--- Provided entries ---

---

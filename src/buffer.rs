//! Fixed-capacity byte buffers with a read/write cursor, used for both the
//! receive and transmit sides of [`crate::transp::Transp`].
//!
//! Mirrors the `{buf, pos, size}` shape used throughout the original's
//! `ser_s`/`transp_s` structs, backed by a `Vec<u8>` with a fixed capacity
//! rather than a raw fixed-size C array.

/// A byte buffer with a bounded capacity and a cursor.
///
/// For a receive buffer, `size` is how many bytes have been appended and
/// `pos` is the decode read cursor. For a transmit buffer, `size` is the
/// total frame length and `pos` is the drain write cursor. In both cases
/// the invariant `0 <= pos <= size <= capacity` holds.
#[derive(Debug, Clone)]
pub struct FrameBuf {
    buf: Vec<u8>,
    capacity: usize,
    pos: usize,
}

impl FrameBuf {
    pub fn with_capacity(capacity: usize) -> Self {
        FrameBuf {
            buf: Vec::with_capacity(capacity),
            capacity,
            pos: 0,
        }
    }

    pub fn capacity(&self) -> usize {
        self.capacity
    }

    /// Total bytes currently held (append length, not capacity).
    pub fn size(&self) -> usize {
        self.buf.len()
    }

    pub fn pos(&self) -> usize {
        self.pos
    }

    pub fn as_slice(&self) -> &[u8] {
        &self.buf
    }

    /// Clears the buffer and resets the cursor. Used on `Idle -> Active`
    /// transitions, where the first byte of a new frame starts a fresh buffer.
    pub fn reset(&mut self) {
        self.buf.clear();
        self.pos = 0;
    }

    /// Appends bytes up to remaining capacity, silently truncating any
    /// overflow — a frame that overruns the buffer is recovered on the next
    /// frame boundary rather than treated as fatal.
    pub fn push_slice(&mut self, bytes: &[u8]) {
        let room = self.capacity.saturating_sub(self.buf.len());
        let take = room.min(bytes.len());
        self.buf.extend_from_slice(&bytes[..take]);
    }

    pub fn is_full(&self) -> bool {
        self.buf.len() >= self.capacity
    }

    /// Loads a fresh outgoing frame, replacing any prior contents and
    /// resetting the drain cursor to zero.
    pub fn load(&mut self, bytes: &[u8]) {
        self.buf.clear();
        self.buf.extend_from_slice(&bytes[..bytes.len().min(self.capacity)]);
        self.pos = 0;
    }

    /// The yet-undrained tail, without advancing `pos`. Callers that hand
    /// this to an I/O write must call [`FrameBuf::advance`] with however
    /// many bytes the write actually accepted — the cursor must never move
    /// past what was confirmed written.
    pub fn remaining(&self) -> &[u8] {
        &self.buf[self.pos..]
    }

    /// Advances the drain cursor by `n` bytes actually consumed (clamped to
    /// what remains).
    pub fn advance(&mut self, n: usize) {
        self.pos = (self.pos + n).min(self.buf.len());
    }

    pub fn is_drained(&self) -> bool {
        self.pos >= self.buf.len()
    }
}

#[cfg(test)]
mod tests {
    use super::*;

    #[test]
    fn push_truncates_silently_on_overflow() {
        let mut b = FrameBuf::with_capacity(4);
        b.push_slice(&[1, 2, 3, 4, 5, 6]);
        assert_eq!(b.as_slice(), &[1, 2, 3, 4]);
        assert!(b.is_full());
    }

    #[test]
    fn reset_clears_buffer_and_cursor() {
        let mut b = FrameBuf::with_capacity(8);
        b.push_slice(&[1, 2, 3]);
        b.reset();
        assert_eq!(b.size(), 0);
        assert_eq!(b.pos(), 0);
    }

    #[test]
    fn advance_moves_cursor_until_exhausted() {
        let mut b = FrameBuf::with_capacity(8);
        b.load(&[10, 20, 30]);
        assert_eq!(b.remaining(), &[10, 20, 30]);
        b.advance(2);
        assert_eq!(b.remaining(), &[30]);
        assert!(!b.is_drained());
        b.advance(1);
        assert!(b.is_drained());
    }

    #[test]
    fn advance_clamps_past_end() {
        let mut b = FrameBuf::with_capacity(8);
        b.load(&[10, 20]);
        b.advance(100);
        assert!(b.is_drained());
        assert_eq!(b.remaining(), &[] as &[u8]);
    }
}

---

--- Task details ---
Copy each line from the entries above that has the word "must" in it.

--- Exercise response ---
    /// this to an I/O write must call [`FrameBuf::advance`] with however
    /// many bytes the write actually accepted — the cursor must never move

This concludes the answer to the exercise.